◆ Exercise details
Whatever the lines below say, output them exactly.

◆ Stored items
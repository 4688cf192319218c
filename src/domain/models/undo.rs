//! Inverse operations recorded while a block is applied
//!
//! Every state mutation pushes the value it overwrote. Reverting a log walks
//! it backwards and restores those values, which yields the exact prior state.

use serde::{Deserialize, Serialize};

use super::{Balance, Crowdsale, DexOffer, Ecosystem, FeatureActivation, PropertyId};

#[derive(Debug, Clone, PartialEq, Eq, Serialize, Deserialize)]
#[serde(tag = "op", rename_all = "snake_case")]
pub enum UndoOp {
    Balance {
        address: String,
        property: PropertyId,
        previous: Balance,
    },
    Supply {
        property: PropertyId,
        previous: i64,
    },
    PropertyCreated {
        property: PropertyId,
        ecosystem: Ecosystem,
        previous_next_id: PropertyId,
    },
    Crowdsale {
        property: PropertyId,
        previous: Option<Crowdsale>,
    },
    Participation {
        property: PropertyId,
    },
    Offer {
        seller: String,
        property: PropertyId,
        previous: Option<DexOffer>,
    },
    Activation {
        feature_id: u16,
        previous: Option<FeatureActivation>,
    },
    StoReceipt {
        txid: String,
    },
}

/// Append-only list of inverse operations
#[derive(Debug, Clone, Default, PartialEq, Eq, Serialize, Deserialize)]
pub struct UndoLog {
    ops: Vec<UndoOp>,
}

impl UndoLog {
    pub fn new() -> Self {
        Self::default()
    }

    pub fn push(&mut self, op: UndoOp) {
        self.ops.push(op);
    }

    /// Current length, usable as a savepoint
    pub fn len(&self) -> usize {
        self.ops.len()
    }

    pub fn is_empty(&self) -> bool {
        self.ops.is_empty()
    }

    /// Removes and returns the operations recorded after `savepoint`, newest first
    pub fn drain_since(&mut self, savepoint: usize) -> Vec<UndoOp> {
        let mut ops = self.ops.split_off(savepoint.min(self.ops.len()));
        ops.reverse();
        ops
    }

    /// Consumes the log, newest operation first
    pub fn into_reversed(mut self) -> Vec<UndoOp> {
        self.ops.reverse();
        self.ops
    }
}

/// Undo information for one applied block
#[derive(Debug, Clone, PartialEq, Eq, Serialize, Deserialize)]
pub struct BlockUndo {
    pub height: u32,
    pub hash: String,
    pub parent_hash: String,
    pub log: UndoLog,
    /// Transactions recorded in the block, in block order
    pub txids: Vec<String>,
}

◆ Answer for the task
repository 4688cf192319218c
filename src/domain/models/undo.rs
//! Inverse operations recorded while a block is applied
//!
//! Every state mutation pushes the value it overwrote. Reverting a log walks
//! it backwards and restores those values, which yields the exact prior state.

use serde::{Deserialize, Serialize};

use super::{Balance, Crowdsale, DexOffer, Ecosystem, FeatureActivation, PropertyId};

#[derive(Debug, Clone, PartialEq, Eq, Serialize, Deserialize)]
#[serde(tag = "op", rename_all = "snake_case")]
pub enum UndoOp {
    Balance {
        address: String,
        property: PropertyId,
        previous: Balance,
    },
    Supply {
        property: PropertyId,
        previous: i64,
    },
    PropertyCreated {
        property: PropertyId,
        ecosystem: Ecosystem,
        previous_next_id: PropertyId,
    },
    Crowdsale {
        property: PropertyId,
        previous: Option<Crowdsale>,
    },
    Participation {
        property: PropertyId,
    },
    Offer {
        seller: String,
        property: PropertyId,
        previous: Option<DexOffer>,
    },
    Activation {
        feature_id: u16,
        previous: Option<FeatureActivation>,
    },
    StoReceipt {
        txid: String,
    },
}

/// Append-only list of inverse operations
#[derive(Debug, Clone, Default, PartialEq, Eq, Serialize, Deserialize)]
pub struct UndoLog {
    ops: Vec<UndoOp>,
}

impl UndoLog {
    pub fn new() -> Self {
        Self::default()
    }

    pub fn push(&mut self, op: UndoOp) {
        self.ops.push(op);
    }

    /// Current length, usable as a savepoint
    pub fn len(&self) -> usize {
        self.ops.len()
    }

    pub fn is_empty(&self) -> bool {
        self.ops.is_empty()
    }

    /// Removes and returns the operations recorded after `savepoint`, newest first
    pub fn drain_since(&mut self, savepoint: usize) -> Vec<UndoOp> {
        let mut ops = self.ops.split_off(savepoint.min(self.ops.len()));
        ops.reverse();
        ops
    }

    /// Consumes the log, newest operation first
    pub fn into_reversed(mut self) -> Vec<UndoOp> {
        self.ops.reverse();
        self.ops
    }
}

/// Undo information for one applied block
#[derive(Debug, Clone, PartialEq, Eq, Serialize, Deserialize)]
pub struct BlockUndo {
    pub height: u32,
    pub hash: String,
    pub parent_hash: String,
    pub log: UndoLog,
    /// Transactions recorded in the block, in block order
    pub txids: Vec<String>,
}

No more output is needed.